Kelo before Kelo was Kelo

For a little more than a week now, the Blogosphere and airwaves have been inundated with all things Kelo. While it is impressive to hear and see such an uproar regarding personal property rights, Kelo's much more sinister second cousin has been quietly eating away at the right most Americans cherish.

For quite a few years now, the U.S. Army Corps of Engineers, U.S. Fish and Wildlife Service and the U.S. Environmental Protection Agency have required -- demanded -- that private property owners give up portions of their lands for ecological habitat in exchange for development permits. As an environmental consultant, I help my clients (many of northern California's and the nation's largest real estate developers) navigate the tortuous path of environmental regulation.

If a client was unfortunate enough to have wetlands on their property, the traditional method of compliance was to mitigate the impacts at a wetlands mitigation bank or other off-site location. Well, this wasn't too bad until wetland mitigation acreage started selling for upwards of $200,000.00 per acre. Yes, $200,000.00 an acre.

So, land speculators (often the developers themselves) were sitting fat and happy collecting a large sum of money for land that was previously deemed worthless (I got some swamp land in Florida for ya?).

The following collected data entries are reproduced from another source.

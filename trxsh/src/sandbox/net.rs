//! Network capability: `net.fetch` and `net.proxyFetch`

use crate::script::Value;
use async_trait::async_trait;
use reqwest::Url;
use std::collections::BTreeMap;

#[derive(Debug, Clone, PartialEq, Eq)]
pub struct FetchRequest {
    pub url: String,
    pub method: String,
    pub headers: BTreeMap<String, String>,
    pub body: Option<String>,
}

impl FetchRequest {
    pub fn get(url: impl Into<String>) -> Self {
        Self {
            url: url.into(),
            method: "GET".to_string(),
            headers: BTreeMap::new(),
            body: None,
        }
    }

    /// Build a request from a script's `(url, options)` arguments.
    ///
    /// `options.body` that is not a string is sent as JSON.
    pub(super) fn from_script(url: &str, options: Option<&Value>) -> Self {
        let mut request = Self::get(url);
        let Some(Value::Object(options)) = options else {
            return request;
        };
        if let Some(method) = options.get("method").filter(|m| !m.is_nullish()) {
            request.method = method.to_string().to_uppercase();
        }
        if let Some(Value::Object(headers)) = options.get("headers") {
            request.headers = headers
                .iter()
                .map(|(k, v)| (k.clone(), v.to_string()))
                .collect();
        }
        request.body = match options.get("body") {
            None | Some(Value::Undefined | Value::Null) => None,
            Some(Value::String(s)) => Some(s.clone()),
            Some(other) => Some(
                other
                    .to_json()
                    .map_or_else(|| other.to_string(), |json| json.to_string()),
            ),
        };
        request
    }
}

#[derive(Debug, Clone, PartialEq, Eq)]
pub struct FetchResponse {
    pub status: u16,
    pub status_text: String,
    pub headers: BTreeMap<String, String>,
    pub body: String,
}

impl FetchResponse {
    #[must_use]
    pub fn is_ok(&self) -> bool {
        (200..300).contains(&self.status)
    }

    /// Response object handed to scripts. `text()` and `json()` read `body`.
    pub(super) fn to_value(&self) -> Value {
        Value::object([
            ("status", Value::from(f64::from(self.status))),
            ("ok", Value::Bool(self.is_ok())),
            ("statusText", Value::string(&self.status_text)),
            (
                "headers",
                Value::object(
                    self.headers
                        .iter()
                        .map(|(k, v)| (k.clone(), Value::string(v))),
                ),
            ),
            ("body", Value::string(&self.body)),
        ])
    }
}

/// Performs HTTP requests for sandboxed programs.
#[async_trait]
pub trait HttpFetcher: Send + Sync {
    async fn fetch(&self, request: FetchRequest) -> Result<FetchResponse, String>;
}

/// [`HttpFetcher`] backed by a shared `reqwest` client.
#[derive(Debug, Clone, Default)]
pub struct ReqwestFetcher {
    client: reqwest::Client,
}

impl ReqwestFetcher {
    pub fn new() -> Self {
        Self::default()
    }

    /// Turn a program's request into a reqwest request without sending it.
    pub fn build(&self, request: FetchRequest) -> Result<reqwest::Request, String> {
        let method = reqwest::Method::from_bytes(request.method.as_bytes())
            .map_err(|_| format!("invalid HTTP method: {}", request.method))?;
        let mut builder = self.client.request(method, &request.url);
        for (key, value) in &request.headers {
            builder = builder.header(key.as_str(), value.as_str());
        }
        if let Some(body) = request.body {
            builder = builder.body(body);
        }
        builder
            .build()
            .map_err(|e| format!("invalid request for {}: {e}", request.url))
    }
}

#[async_trait]
impl HttpFetcher for ReqwestFetcher {
    async fn fetch(&self, request: FetchRequest) -> Result<FetchResponse, String> {
        let request = self.build(request)?;
        let resp = self
            .client
            .execute(request)
            .await
            .map_err(|e| format!("Request failed: {e}"))?;
        let status = resp.status();
        let headers = resp
            .headers()
            .iter()
            .map(|(k, v)| {
                (
                    k.as_str().to_string(),
                    v.to_str().unwrap_or_default().to_string(),
                )
            })
            .collect();
        let body = resp
            .text()
            .await
            .map_err(|e| format!("Failed to read response: {e}"))?;

        Ok(FetchResponse {
            status: status.as_u16(),
            status_text: status.canonical_reason().unwrap_or_default().to_string(),
            headers,
            body,
        })
    }
}

/// Rewrite `target` to go through the proxy endpoint.
///
/// A relative endpoint is resolved against `origin` the way a browser resolves
/// a same-origin path; an absolute one is used as is. The target is added as
/// the `url` query parameter.
pub fn proxy_url(origin: &str, endpoint: &str, target: &str) -> Result<String, String> {
    let base = Url::parse(origin).map_err(|e| format!("invalid origin '{origin}': {e}"))?;
    let mut url = base
        .join(endpoint)
        .map_err(|e| format!("invalid proxy endpoint '{endpoint}': {e}"))?;
    url.query_pairs_mut().append_pair("url", target);
    Ok(url.into())
}

#[cfg(test)]
mod tests {
    use super::*;

    #[test]
    fn test_proxy_url_encodes_target() {
        let origin = "http://localhost:8080";
        assert_eq!(
            proxy_url(origin, "/api/proxy", "https://a.com/x?q=1&r=2").unwrap(),
            "http://localhost:8080/api/proxy?url=https%3A%2F%2Fa.com%2Fx%3Fq%3D1%26r%3D2"
        );
        assert_eq!(
            proxy_url(origin, "https://proxy.io/p?token=t", "http://b").unwrap(),
            "https://proxy.io/p?token=t&url=http%3A%2F%2Fb"
        );
        assert!(proxy_url("not a url", "/api/proxy", "http://b").is_err());
    }

    #[test]
    fn test_default_proxy_builds_a_sendable_request() {
        let config = trx_config::SandboxConfig::default();
        let url = proxy_url(&config.origin, &config.proxy_endpoint, "https://example.com/").unwrap();
        let request = ReqwestFetcher::new().build(FetchRequest::get(url)).unwrap();
        assert_eq!(request.method(), reqwest::Method::GET);
        assert_eq!(request.url().path(), "/api/proxy");
        assert_eq!(request.url().query(), Some("url=https%3A%2F%2Fexample.com%2F"));
    }

    #[test]
    fn test_relative_url_is_rejected_before_sending() {
        let err = ReqwestFetcher::new()
            .build(FetchRequest::get("/api/proxy"))
            .unwrap_err();
        assert!(err.starts_with("invalid request for /api/proxy"));
    }

    #[test]
    fn test_request_from_script_options() {
        let options = Value::object([
            ("method", Value::string("post")),
            (
                "headers",
                Value::object([("Content-Type", Value::string("application/json"))]),
            ),
            ("body", Value::object([("a", Value::from(1))])),
        ]);
        let request = FetchRequest::from_script("http://x", Some(&options));
        assert_eq!(request.method, "POST");
        assert_eq!(request.headers["Content-Type"], "application/json");
        assert_eq!(request.body.as_deref(), Some(r#"{"a":1}"#));

        let plain = FetchRequest::from_script("http://x", None);
        assert_eq!(plain, FetchRequest::get("http://x"));
    }

    #[test]
    fn test_response_value() {
        let resp = FetchResponse {
            status: 404,
            status_text: "Not Found".to_string(),
            headers: BTreeMap::new(),
            body: "missing".to_string(),
        };
        let Value::Object(map) = resp.to_value() else {
            panic!("expected object");
        };
        assert_eq!(map["ok"], Value::Bool(false));
        assert_eq!(map["status"], Value::Number(404.0));
        assert_eq!(map["body"], Value::string("missing"));
    }
}
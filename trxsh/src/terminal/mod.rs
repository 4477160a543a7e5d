//! Terminal collaborator
//!
//! The shell and sandboxed programs never talk to a TTY directly. They write
//! through [`Terminal`] and receive input as [`TerminalEvent`]s, which lets the
//! same engine run behind a real terminal, a browser bridge or a test buffer.

mod buffer;
mod stdio;

pub use buffer::BufferTerminal;
pub use stdio::StdioTerminal;

use async_trait::async_trait;
use bitflags::bitflags;

bitflags! {
    #[derive(Debug, Clone, Copy, PartialEq, Eq, Hash, Default)]
    pub struct Modifiers: u8 {
        const CTRL  = 1 << 0;
        const ALT   = 1 << 1;
        const SHIFT = 1 << 2;
        const META  = 1 << 3;
    }
}

#[derive(Debug, Clone, Copy, PartialEq, Eq, Hash)]
pub enum Key {
    Char(char),
    Enter,
    Backspace,
    Delete,
    Tab,
    Escape,
    Left,
    Right,
    Up,
    Down,
    Home,
    End,
}

impl Key {
    /// Name reported to scripts: the character itself or a DOM-style key name.
    #[must_use]
    pub fn name(&self) -> String {
        match self {
            Self::Char(c) => c.to_string(),
            Self::Enter => "Enter".to_string(),
            Self::Backspace => "Backspace".to_string(),
            Self::Delete => "Delete".to_string(),
            Self::Tab => "Tab".to_string(),
            Self::Escape => "Escape".to_string(),
            Self::Left => "ArrowLeft".to_string(),
            Self::Right => "ArrowRight".to_string(),
            Self::Up => "ArrowUp".to_string(),
            Self::Down => "ArrowDown".to_string(),
            Self::Home => "Home".to_string(),
            Self::End => "End".to_string(),
        }
    }
}

#[derive(Debug, Clone, Copy, PartialEq, Eq, Hash)]
pub struct KeyEvent {
    pub key: Key,
    pub modifiers: Modifiers,
}

impl KeyEvent {
    #[must_use]
    pub fn plain(key: Key) -> Self {
        Self {
            key,
            modifiers: Modifiers::empty(),
        }
    }

    #[must_use]
    pub fn ctrl(c: char) -> Self {
        Self {
            key: Key::Char(c),
            modifiers: Modifiers::CTRL,
        }
    }
}

#[derive(Debug, Clone, PartialEq, Eq)]
pub enum TerminalEvent {
    Key(KeyEvent),
    /// Pasted or bulk-delivered text
    Data(String),
}

#[derive(Debug, Clone, Copy, PartialEq, Eq, Default)]
pub struct CursorPosition {
    pub x: u16,
    pub y: u16,
}

#[derive(Debug, Clone, Copy, PartialEq, Eq)]
pub struct TerminalSize {
    pub cols: u16,
    pub rows: u16,
}

impl Default for TerminalSize {
    fn default() -> Self {
        Self { cols: 80, rows: 24 }
    }
}

#[async_trait]
pub trait Terminal: Send + Sync {
    fn write(&self, text: &str);

    fn writeln(&self, text: &str) {
        self.write(text);
        self.write("\n");
    }

    /// Diagnostic output. Defaults to the normal output stream.
    fn write_error(&self, text: &str) {
        self.write(text);
    }

    fn clear(&self);

    fn clear_line(&self);

    fn move_to(&self, x: u16, y: u16);

    fn move_by(&self, dx: i32, dy: i32);

    fn cursor(&self) -> CursorPosition;

    fn size(&self) -> TerminalSize;

    /// Wait for the next input event. `None` once input is closed.
    async fn next_event(&self) -> Option<TerminalEvent>;

    fn has_pending_input(&self) -> bool;

    fn has_selection(&self) -> bool {
        false
    }

    /// Currently selected text, empty when nothing is selected.
    fn selection(&self) -> String {
        String::new()
    }

    fn clear_selection(&self) {}
}

/// Offset a cursor coordinate, clamping at zero and `max - 1`.
pub(crate) fn offset(value: u16, delta: i32, max: u16) -> u16 {
    let moved = i32::from(value).saturating_add(delta);
    let upper = i32::from(max.saturating_sub(1));
    u16::try_from(moved.clamp(0, upper)).unwrap_or(0)
}

#[cfg(test)]
mod tests {
    use super::*;

    #[test]
    fn test_key_names() {
        assert_eq!(Key::Char('q').name(), "q");
        assert_eq!(Key::Left.name(), "ArrowLeft");
        assert_eq!(Key::Enter.name(), "Enter");
    }

    #[test]
    fn test_offset_clamps() {
        assert_eq!(offset(5, -10, 80), 0);
        assert_eq!(offset(5, 3, 80), 8);
        assert_eq!(offset(78, 10, 80), 79);
    }
}
//! Syntax tree for executable bodies

use std::sync::Arc;

pub type Program = Vec<Stmt>;

#[derive(Debug, Clone, Copy, PartialEq, Eq)]
pub enum BinaryOp {
    Add,
    Sub,
    Mul,
    Div,
    Rem,
    Pow,
    Eq,
    NotEq,
    StrictEq,
    StrictNotEq,
    Lt,
    LtEq,
    Gt,
    GtEq,
    In,
}

#[derive(Debug, Clone, Copy, PartialEq, Eq)]
pub enum LogicalOp {
    And,
    Or,
    Nullish,
}

#[derive(Debug, Clone, Copy, PartialEq, Eq)]
pub enum UnaryOp {
    Not,
    Neg,
    Plus,
    Typeof,
}

#[derive(Debug, Clone, PartialEq)]
pub enum TemplateSegment {
    Str(String),
    Expr(Expr),
}

#[derive(Debug, Clone, PartialEq)]
pub enum Property {
    KeyValue(String, Expr),
    Spread(Expr),
}

#[derive(Debug, Clone, PartialEq)]
pub struct FunctionDef {
    pub name: Option<String>,
    pub params: Vec<String>,
    pub body: Vec<Stmt>,
}

#[derive(Debug, Clone, PartialEq)]
pub enum Expr {
    Number(f64),
    Str(String),
    Template(Vec<TemplateSegment>),
    Bool(bool),
    Null,
    Undefined,
    Ident(String),
    Array(Vec<Expr>),
    Object(Vec<Property>),
    /// `...expr` inside an array literal or argument list
    Spread(Box<Expr>),
    Member {
        object: Box<Expr>,
        property: String,
        optional: bool,
    },
    Index {
        object: Box<Expr>,
        index: Box<Expr>,
    },
    Call {
        callee: Box<Expr>,
        args: Vec<Expr>,
    },
    Unary {
        op: UnaryOp,
        expr: Box<Expr>,
    },
    Binary {
        op: BinaryOp,
        left: Box<Expr>,
        right: Box<Expr>,
    },
    Logical {
        op: LogicalOp,
        left: Box<Expr>,
        right: Box<Expr>,
    },
    Conditional {
        test: Box<Expr>,
        consequent: Box<Expr>,
        alternate: Box<Expr>,
    },
    Assign {
        op: Option<BinaryOp>,
        target: Box<Expr>,
        value: Box<Expr>,
    },
    Update {
        target: Box<Expr>,
        increment: bool,
        prefix: bool,
    },
    Function(Arc<FunctionDef>),
    Await(Box<Expr>),
}

impl Expr {
    /// Whether the expression can appear on the left of `=`.
    #[must_use]
    pub fn is_place(&self) -> bool {
        matches!(self, Self::Ident(_) | Self::Member { .. } | Self::Index { .. })
    }
}

/// Binding target of a declaration.
#[derive(Debug, Clone, PartialEq)]
pub enum Pattern {
    Ident(String),
    /// `{ key, key: local }`
    Object(Vec<(String, String)>),
    /// `[a, , b]`
    Array(Vec<Option<String>>),
}

#[derive(Debug, Clone, PartialEq)]
pub struct Declarator {
    pub pattern: Pattern,
    pub init: Option<Expr>,
}

#[derive(Debug, Clone, PartialEq)]
pub enum Stmt {
    Empty,
    Expr(Expr),
    Declare {
        constant: bool,
        declarators: Vec<Declarator>,
    },
    Function(Arc<FunctionDef>),
    Block(Vec<Stmt>),
    If {
        test: Expr,
        consequent: Box<Stmt>,
        alternate: Option<Box<Stmt>>,
    },
    While {
        test: Expr,
        body: Box<Stmt>,
    },
    DoWhile {
        body: Box<Stmt>,
        test: Expr,
    },
    For {
        init: Option<Box<Stmt>>,
        test: Option<Expr>,
        update: Option<Expr>,
        body: Box<Stmt>,
    },
    /// `for (const x of items)` or, with `keys`, `for (const k in object)`
    ForEach {
        pattern: Pattern,
        keys: bool,
        iterable: Expr,
        body: Box<Stmt>,
    },
    Return(Option<Expr>),
    Break,
    Continue,
    Throw(Expr),
    Try {
        block: Vec<Stmt>,
        param: Option<String>,
        handler: Option<Vec<Stmt>>,
        finalizer: Option<Vec<Stmt>>,
    },
}
fn expression(block: P<Vec<Stmt>>) -> P<Expr> {
    recursive(move |expr| {
        let function_def = |name: Option<String>, params: Vec<String>, body: Vec<Stmt>| {
            Arc::new(FunctionDef { name, params, body })
        };

        let item = punct("...")
            .ignore_then(expr.clone())
            .map(|e| Expr::Spread(Box::new(e)))
            .or(expr.clone())
            .boxed();
        let args = item
            .clone()
            .separated_by(punct(","))
            .allow_trailing()
            .delimited_by(punct("("), punct(")"))
            .boxed();

        let arrow = just(Token::Async)
            .or_not()
            .ignore_then(ident().map(|p| vec![p]).or(params()))
            .then_ignore(punct("=>"))
            .then(
                block
                    .clone()
                    .or(expr.clone().map(|e| vec![Stmt::Return(Some(e))])),
            )
            .map(move |(params, body)| Expr::Function(function_def(None, params, body)))
            .boxed();

        let function = just(Token::Async)
            .or_not()
            .ignore_then(just(Token::Function))
            .ignore_then(ident().or_not())
            .then(params())
            .then(block.clone())
            .map(move |((name, params), body)| Expr::Function(function_def(name, params, body)));

        let literal = filter_map(|span, tok| match tok {
            Token::Number(n) => n
                .parse::<f64>()
                .map(Expr::Number)
                .map_err(|e| Simple::custom(span, e.to_string())),
            Token::Str(s) => Ok(Expr::Str(s)),
            Token::Template(parts) => {
                template(parts).map_err(|e| Simple::custom(span, e.message()))
            }
            Token::True => Ok(Expr::Bool(true)),
            Token::False => Ok(Expr::Bool(false)),
            Token::Null => Ok(Expr::Null),
            Token::Undefined => Ok(Expr::Undefined),
            Token::Ident(name) => Ok(Expr::Ident(name)),
            _ => Err(Simple::expected_input_found(span, None, Some(tok))),
        });

        let array = item
            .clone()
            .separated_by(punct(","))
            .allow_trailing()
            .delimited_by(punct("["), punct("]"))
            .map(Expr::Array);

        let property = choice((
            punct("...").ignore_then(expr.clone()).map(Property::Spread),
            property_name()
                .then_ignore(punct(":"))
                .then(expr.clone())
                .map(|(key, value)| Property::KeyValue(key, value)),
            just(Token::Async)
                .or_not()
                .ignore_then(property_name())
                .then(params())
                .then(block.clone())
                .map(move |((key, params), body)| {
                    let method = function_def(Some(key.clone()), params, body);
                    Property::KeyValue(key, Expr::Function(method))
                }),
            ident().map(|key| Property::KeyValue(key.clone(), Expr::Ident(key))),
        ));
        let object = property
            .separated_by(punct(","))
            .allow_trailing()
            .delimited_by(punct("{"), punct("}"))
            .map(Expr::Object);

        // `new X(args)` has no construction semantics; it is a plain call.
        let new_call = just(Token::New)
            .ignore_then(ident())
            .then(args.clone().or_not())
            .map(|(name, args)| Expr::Call {
                callee: Box::new(Expr::Ident(name)),
                args: args.unwrap_or_default(),
            });

        let paren = expr.clone().delimited_by(punct("("), punct(")"));

        let primary = choice((function, new_call, literal, array, object, paren));

        let suffix = choice((
            punct(".")
                .ignore_then(property_name())
                .map(|name| Suffix::Member(name, false)),
            punct("?.")
                .ignore_then(property_name())
                .map(|name| Suffix::Member(name, true)),
            punct("?.")
                .or_not()
                .ignore_then(expr.clone().delimited_by(punct("["), punct("]")))
                .map(Suffix::Index),
            punct("?.").or_not().ignore_then(args).map(Suffix::Call),
        ));
        let call = primary
            .then(suffix.repeated())
            .foldl(|object, suffix| match suffix {
                Suffix::Member(property, optional) => Expr::Member {
                    object: Box::new(object),
                    property,
                    optional,
                },
                Suffix::Index(index) => Expr::Index {
                    object: Box::new(object),
                    index: Box::new(index),
                },
                Suffix::Call(args) => Expr::Call {
                    callee: Box::new(object),
                    args,
                },
            });

        let postfix = call
            .then(choice((punct("++").to(true), punct("--").to(false))).or_not())
            .try_map(|(target, update), span| match update {
                None => Ok(target),
                Some(increment) if target.is_place() => Ok(Expr::Update {
                    target: Box::new(target),
                    increment,
                    prefix: false,
                }),
                Some(_) => Err(Simple::custom(
                    span,
                    "Invalid left-hand side expression in postfix operation",
                )),
            });

        let prefix = choice((
            punct("!").to(Prefix::Unary(UnaryOp::Not)),
            punct("-").to(Prefix::Unary(UnaryOp::Neg)),
            punct("+").to(Prefix::Unary(UnaryOp::Plus)),
            just(Token::Typeof).to(Prefix::Unary(UnaryOp::Typeof)),
            just(Token::Await).to(Prefix::Await),
            punct("++").to(Prefix::Update(true)),
            punct("--").to(Prefix::Update(false)),
        ));
        let unary = prefix
            .repeated()
            .then(postfix)
            .foldr(|prefix, expr| match prefix {
                Prefix::Unary(op) => Expr::Unary {
                    op,
                    expr: Box::new(expr),
                },
                Prefix::Await => Expr::Await(Box::new(expr)),
                Prefix::Update(increment) => Expr::Update {
                    target: Box::new(expr),
                    increment,
                    prefix: true,
                },
            })
            .boxed();

        // `**` is right-associative.
        let power = unary
            .separated_by(punct("**"))
            .at_least(1)
            .map(|operands| {
                operands
                    .into_iter()
                    .rev()
                    .reduce(|right, left| binary(BinaryOp::Pow, left, right))
                    .unwrap_or(Expr::Undefined)
            })
            .boxed();

        let multiplicative = binary_level(
            power,
            choice((
                punct("*").to(BinaryOp::Mul),
                punct("/").to(BinaryOp::Div),
                punct("%").to(BinaryOp::Rem),
            )),
        );
        let additive = binary_level(
            multiplicative,
            punct("+").to(BinaryOp::Add).or(punct("-").to(BinaryOp::Sub)),
        );
        let relational = binary_level(
            additive,
            choice((
                punct("<=").to(BinaryOp::LtEq),
                punct(">=").to(BinaryOp::GtEq),
                punct("<").to(BinaryOp::Lt),
                punct(">").to(BinaryOp::Gt),
                just(Token::In).to(BinaryOp::In),
            )),
        );
        let equality = binary_level(
            relational,
            choice((
                punct("===").to(BinaryOp::StrictEq),
                punct("!==").to(BinaryOp::StrictNotEq),
                punct("==").to(BinaryOp::Eq),
                punct("!=").to(BinaryOp::NotEq),
            )),
        );
        let and = logical_level(equality, "&&", LogicalOp::And);
        let or = logical_level(and, "||", LogicalOp::Or);
        let nullish = logical_level(or, "??", LogicalOp::Nullish);

        let conditional = nullish
            .then(
                punct("?")
                    .ignore_then(expr.clone())
                    .then_ignore(punct(":"))
                    .then(expr.clone())
                    .or_not(),
            )
            .map(|(test, branches)| match branches {
                None => test,
                Some((consequent, alternate)) => Expr::Conditional {
                    test: Box::new(test),
                    consequent: Box::new(consequent),
                    alternate: Box::new(alternate),
                },
            });

        let assign_op = choice((
            punct("=").to(None),
            punct("+=").to(Some(BinaryOp::Add)),
            punct("-=").to(Some(BinaryOp::Sub)),
            punct("*=").to(Some(BinaryOp::Mul)),
            punct("/=").to(Some(BinaryOp::Div)),
            punct("%=").to(Some(BinaryOp::Rem)),
        ));
        let assignment = conditional
            .then(assign_op.then(expr).or_not())
            .try_map(|(target, assign), span| match assign {
                None => Ok(target),
                Some((op, value)) if target.is_place() => Ok(Expr::Assign {
                    op,
                    target: Box::new(target),
                    value: Box::new(value),
                }),
                Some(_) => Err(Simple::custom(span, "Invalid left-hand side in assignment")),
            });

        arrow.or(assignment)
    })
    .boxed()
}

Apparently, this was not enough of a deterrent to development, so the agencies upped the ante -- they went "all in" for you poker players out there.

Instead of merely requiring mitigation, the agencies started requiring that the developers avoid impacts to wetlands and other waters and establish the avoided area as a wetland preserve. Not only did the developer have to avoid the wetland by engineering their land use plans so roads, buildings and other infrastructure ran around the wetland feature, the developer was forced to give the land to a "conservation-oriented third-party."

It gets better.

On top of not being able to develop the land and having to give it to someone else, the developer is forced to establish an endowment fund to maintain the preserve area in perpetuity -- which is forever.

I have personally had clients that walked away from development projects because the agencies were taking upwards of 25 percent of the project area (10 acres preserved on a 40-acre site) to preserve less than two acres of wetlands.

Duane at blackinformant posts ...Henry Lamb, executive Vice President of the Environmental Conservation Organization (ECO), and Chairman of Sovereignty International talks about how a sustainable development program in the UK that may result in the loss of 10,000 homes.

Have you ever wondered why new houses cost so much?

The fun for developers doesn't end with the Endangered Species Act or the Clean Water Act. Local jurisdictions are getting in the fun of taking private property, as well.

In Sacramento County, California, a new affordable housing ordinance was enacted in January of 2005 that required developers to, once again, give away part of their land in exchange for development permits.

In a nutshell, the ordinance requires that projects seeking approval for five or more dwelling units shall include an affordable housing component. This component goes far beyond the typical low-income apartment next to the parking lot. A project is considered in compliance with the ordinance of the developer "Dedicates and extremely low income identified as suitable within the development to Sacramento Housing and Redevelopment Agency AT NO COST."

So, it seems that we have been dealing with the Kelo clan for some time now. Unfortunately, it now has the SCOTUS stamp of approval.

I think I'll buy a boat. At least I understand the Coast Guard.